Source material =
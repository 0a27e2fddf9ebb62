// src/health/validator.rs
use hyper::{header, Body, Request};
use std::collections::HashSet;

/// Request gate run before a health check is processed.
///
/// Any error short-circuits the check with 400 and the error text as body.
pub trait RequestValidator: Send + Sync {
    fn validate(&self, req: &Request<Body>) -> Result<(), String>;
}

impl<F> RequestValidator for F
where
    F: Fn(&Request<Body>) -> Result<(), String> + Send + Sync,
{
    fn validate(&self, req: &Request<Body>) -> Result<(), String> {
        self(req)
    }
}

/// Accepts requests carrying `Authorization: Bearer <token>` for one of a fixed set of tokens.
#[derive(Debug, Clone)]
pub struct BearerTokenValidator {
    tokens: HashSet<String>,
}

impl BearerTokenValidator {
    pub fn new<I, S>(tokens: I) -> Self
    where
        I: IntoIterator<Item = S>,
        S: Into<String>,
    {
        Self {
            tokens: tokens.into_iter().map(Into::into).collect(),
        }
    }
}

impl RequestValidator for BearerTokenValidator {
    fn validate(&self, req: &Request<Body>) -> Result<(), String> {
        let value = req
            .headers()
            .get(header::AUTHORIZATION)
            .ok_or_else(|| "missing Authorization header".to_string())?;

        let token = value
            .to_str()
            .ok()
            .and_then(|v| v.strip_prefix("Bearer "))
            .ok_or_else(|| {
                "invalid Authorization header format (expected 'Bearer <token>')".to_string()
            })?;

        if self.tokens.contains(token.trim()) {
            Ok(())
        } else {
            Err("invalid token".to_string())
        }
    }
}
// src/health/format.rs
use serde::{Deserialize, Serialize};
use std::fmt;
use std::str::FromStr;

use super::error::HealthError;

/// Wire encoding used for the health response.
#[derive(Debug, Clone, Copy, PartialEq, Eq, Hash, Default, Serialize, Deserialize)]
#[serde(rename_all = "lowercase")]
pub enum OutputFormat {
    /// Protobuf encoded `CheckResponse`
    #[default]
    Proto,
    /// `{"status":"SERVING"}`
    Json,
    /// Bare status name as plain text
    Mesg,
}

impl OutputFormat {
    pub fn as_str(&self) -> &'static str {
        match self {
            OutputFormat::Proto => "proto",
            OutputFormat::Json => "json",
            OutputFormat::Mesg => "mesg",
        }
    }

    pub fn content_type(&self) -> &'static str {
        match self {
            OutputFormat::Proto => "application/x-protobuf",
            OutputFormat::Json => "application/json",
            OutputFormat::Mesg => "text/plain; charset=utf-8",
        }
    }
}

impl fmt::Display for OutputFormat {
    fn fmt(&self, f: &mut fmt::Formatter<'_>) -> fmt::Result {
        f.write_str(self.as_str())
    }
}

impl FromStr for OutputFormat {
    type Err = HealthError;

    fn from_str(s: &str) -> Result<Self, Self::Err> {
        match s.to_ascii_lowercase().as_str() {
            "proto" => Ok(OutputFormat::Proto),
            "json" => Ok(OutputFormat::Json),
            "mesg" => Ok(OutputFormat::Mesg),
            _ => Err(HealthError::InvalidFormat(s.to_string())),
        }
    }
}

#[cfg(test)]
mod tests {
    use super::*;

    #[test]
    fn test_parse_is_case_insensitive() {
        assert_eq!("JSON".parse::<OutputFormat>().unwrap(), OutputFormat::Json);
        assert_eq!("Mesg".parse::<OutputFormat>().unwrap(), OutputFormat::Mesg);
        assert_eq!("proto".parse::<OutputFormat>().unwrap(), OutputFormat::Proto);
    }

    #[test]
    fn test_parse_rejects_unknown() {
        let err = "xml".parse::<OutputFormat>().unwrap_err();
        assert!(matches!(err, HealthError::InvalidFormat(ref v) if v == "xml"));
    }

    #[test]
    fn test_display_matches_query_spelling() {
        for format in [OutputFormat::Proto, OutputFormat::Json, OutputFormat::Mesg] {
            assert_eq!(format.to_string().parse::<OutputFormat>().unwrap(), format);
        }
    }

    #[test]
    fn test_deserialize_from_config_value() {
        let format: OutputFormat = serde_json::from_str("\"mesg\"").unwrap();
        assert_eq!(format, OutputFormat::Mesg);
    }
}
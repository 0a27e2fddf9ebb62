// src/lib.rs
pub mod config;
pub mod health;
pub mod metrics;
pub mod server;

What is expected =
Repeat the whole of the data verbatim, as it reads above.

Reply =
repository 0a27e2fddf9ebb62
// src/health/validator.rs
use hyper::{header, Body, Request};
use std::collections::HashSet;

/// Request gate run before a health check is processed.
///
/// Any error short-circuits the check with 400 and the error text as body.
pub trait RequestValidator: Send + Sync {
    fn validate(&self, req: &Request<Body>) -> Result<(), String>;
}

impl<F> RequestValidator for F
where
    F: Fn(&Request<Body>) -> Result<(), String> + Send + Sync,
{
    fn validate(&self, req: &Request<Body>) -> Result<(), String> {
        self(req)
    }
}

/// Accepts requests carrying `Authorization: Bearer <token>` for one of a fixed set of tokens.
#[derive(Debug, Clone)]
pub struct BearerTokenValidator {
    tokens: HashSet<String>,
}

impl BearerTokenValidator {
    pub fn new<I, S>(tokens: I) -> Self
    where
        I: IntoIterator<Item = S>,
        S: Into<String>,
    {
        Self {
            tokens: tokens.into_iter().map(Into::into).collect(),
        }
    }
}

impl RequestValidator for BearerTokenValidator {
    fn validate(&self, req: &Request<Body>) -> Result<(), String> {
        let value = req
            .headers()
            .get(header::AUTHORIZATION)
            .ok_or_else(|| "missing Authorization header".to_string())?;

        let token = value
            .to_str()
            .ok()
            .and_then(|v| v.strip_prefix("Bearer "))
            .ok_or_else(|| {
                "invalid Authorization header format (expected 'Bearer <token>')".to_string()
            })?;

        if self.tokens.contains(token.trim()) {
            Ok(())
        } else {
            Err("invalid token".to_string())
        }
    }
}
// src/health/format.rs
use serde::{Deserialize, Serialize};
use std::fmt;
use std::str::FromStr;

use super::error::HealthError;

/// Wire encoding used for the health response.
#[derive(Debug, Clone, Copy, PartialEq, Eq, Hash, Default, Serialize, Deserialize)]
#[serde(rename_all = "lowercase")]
pub enum OutputFormat {
    /// Protobuf encoded `CheckResponse`
    #[default]
    Proto,
    /// `{"status":"SERVING"}`
    Json,
    /// Bare status name as plain text
    Mesg,
}

impl OutputFormat {
    pub fn as_str(&self) -> &'static str {
        match self {
            OutputFormat::Proto => "proto",
            OutputFormat::Json => "json",
            OutputFormat::Mesg => "mesg",
        }
    }

    pub fn content_type(&self) -> &'static str {
        match self {
            OutputFormat::Proto => "application/x-protobuf",
            OutputFormat::Json => "application/json",
            OutputFormat::Mesg => "text/plain; charset=utf-8",
        }
    }
}

impl fmt::Display for OutputFormat {
    fn fmt(&self, f: &mut fmt::Formatter<'_>) -> fmt::Result {
        f.write_str(self.as_str())
    }
}

impl FromStr for OutputFormat {
    type Err = HealthError;

    fn from_str(s: &str) -> Result<Self, Self::Err> {
        match s.to_ascii_lowercase().as_str() {
            "proto" => Ok(OutputFormat::Proto),
            "json" => Ok(OutputFormat::Json),
            "mesg" => Ok(OutputFormat::Mesg),
            _ => Err(HealthError::InvalidFormat(s.to_string())),
        }
    }
}

#[cfg(test)]
mod tests {
    use super::*;

    #[test]
    fn test_parse_is_case_insensitive() {
        assert_eq!("JSON".parse::<OutputFormat>().unwrap(), OutputFormat::Json);
        assert_eq!("Mesg".parse::<OutputFormat>().unwrap(), OutputFormat::Mesg);
        assert_eq!("proto".parse::<OutputFormat>().unwrap(), OutputFormat::Proto);
    }

    #[test]
    fn test_parse_rejects_unknown() {
        let err = "xml".parse::<OutputFormat>().unwrap_err();
        assert!(matches!(err, HealthError::InvalidFormat(ref v) if v == "xml"));
    }

    #[test]
    fn test_display_matches_query_spelling() {
        for format in [OutputFormat::Proto, OutputFormat::Json, OutputFormat::Mesg] {
            assert_eq!(format.to_string().parse::<OutputFormat>().unwrap(), format);
        }
    }

    #[test]
    fn test_deserialize_from_config_value() {
        let format: OutputFormat = serde_json::from_str("\"mesg\"").unwrap();
        assert_eq!(format, OutputFormat::Mesg);
    }
}
repository 0a27e2fddf9ebb62
// src/lib.rs
pub mod config;
pub mod health;
pub mod metrics;
pub mod server;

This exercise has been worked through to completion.